Material provided below:

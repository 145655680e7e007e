//! Constraint-satisfaction core.
//!
//! A small CSP engine specialised for timetabling: variables are
//! [`Session`]s, values are start instants, and constraints are checked
//! against a partial [`Assignment`]. The search is a plain depth-first
//! backtracking search; no propagation or learning is performed.
//!
//! # Consistency scope
//! When a variable is assigned, only the constraints registered for *that*
//! variable are evaluated, against the whole current assignment. A
//! constraint attached to an earlier variable is never re-checked when a
//! later variable is placed. [`OverlapConstraint`] is instantiated once per
//! session and scans every assigned session, which keeps this scope
//! workable for timetables.
//!
//! # Usage
//!
//! ```
//! use chrono::{Duration, NaiveDate};
//! use std::collections::HashMap;
//! use u_timetable::csp::{ConstraintEngine, OverlapConstraint, SearchOutcome};
//! use u_timetable::models::{ActivityDescriptor, ActivityKind, Session, SessionId};
//!
//! let nine = NaiveDate::from_ymd_opt(2025, 12, 6).unwrap().and_hms_opt(9, 0, 0).unwrap();
//! let hour = Duration::minutes(60);
//! let a = Session::new(SessionId(0), ActivityDescriptor::new("Gym", ActivityKind::Gym, hour), hour);
//! let b = Session::new(SessionId(1), ActivityDescriptor::new("Work", ActivityKind::Work, hour), hour);
//!
//! let domains = HashMap::from([
//!     (SessionId(0), vec![nine]),
//!     (SessionId(1), vec![nine + Duration::minutes(30), nine + hour]),
//! ]);
//! let mut engine = ConstraintEngine::new(vec![a, b], domains).unwrap();
//! engine.add_constraint(OverlapConstraint::new(SessionId(1), Duration::zero())).unwrap();
//!
//! let report = engine.backtracking_search();
//! assert!(matches!(report.outcome, SearchOutcome::Solved(_)));
//! ```
//!
//! # Reference
//! Russell & Norvig (2020), "Artificial Intelligence: A Modern Approach",
//! Ch. 6 (Constraint Satisfaction Problems)

mod engine;
mod overlap;
mod selection;

pub use engine::{ConstraintEngine, SearchLimits, SearchOutcome, SearchReport, SearchStats};
pub use overlap::{effective_duration, overlap_set, OverlapConstraint};
pub use selection::{
    DeclarationOrder, HighestPriority, MinimumRemainingValues, VariableOrder, VariableSelector,
};

use chrono::NaiveDateTime;
use std::collections::HashMap;
use std::fmt::Debug;

use crate::error::{Result, ScheduleError};
use crate::models::{Assignment, Session, SessionId};

/// Legal start instants per session.
pub type Domains = HashMap<SessionId, Vec<NaiveDateTime>>;

/// A constraint over a set of sessions.
///
/// Implementations must be pure: `satisfied` may not retain state between
/// calls, so evaluating it twice on the same assignment gives the same
/// answer.
pub trait Constraint: Send + Sync + Debug {
    /// Sessions this constraint is registered for.
    fn scope(&self) -> &[SessionId];

    /// Whether the (partial) assignment satisfies this constraint.
    fn satisfied(&self, assignment: &Assignment, variables: &Variables) -> bool;

    /// Constraint name for logging.
    fn name(&self) -> &'static str {
        "constraint"
    }
}

/// The engine's variable set, in declaration order, with id lookup.
#[derive(Debug, Clone, Default)]
pub struct Variables {
    sessions: Vec<Session>,
    positions: HashMap<SessionId, usize>,
}

impl Variables {
    /// Indexes `sessions`; fails on a repeated [`SessionId`].
    pub fn new(sessions: Vec<Session>) -> Result<Self> {
        let mut positions = HashMap::with_capacity(sessions.len());
        for (pos, session) in sessions.iter().enumerate() {
            if positions.insert(session.id, pos).is_some() {
                return Err(ScheduleError::DuplicateVariable(session.id));
            }
        }
        Ok(Self {
            sessions,
            positions,
        })
    }

    pub fn get(&self, id: SessionId) -> Option<&Session> {
        self.positions.get(&id).map(|&pos| &self.sessions[pos])
    }

    pub fn contains(&self, id: SessionId) -> bool {
        self.positions.contains_key(&id)
    }

    /// Declaration-order position of `id`.
    pub fn position(&self, id: SessionId) -> Option<usize> {
        self.positions.get(&id).copied()
    }

    /// Sessions in declaration order.
    pub fn iter(&self) -> impl Iterator<Item = &Session> {
        self.sessions.iter()
    }

    pub fn len(&self) -> usize {
        self.sessions.len()
    }

    pub fn is_empty(&self) -> bool {
        self.sessions.is_empty()
    }
}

End of Material provided.

> Task prompt
The answer must consist of every line from the data that contains the word "iter".

> Task response
        for (pos, session) in sessions.iter().enumerate() {
    pub fn iter(&self) -> impl Iterator<Item = &Session> {
        self.sessions.iter()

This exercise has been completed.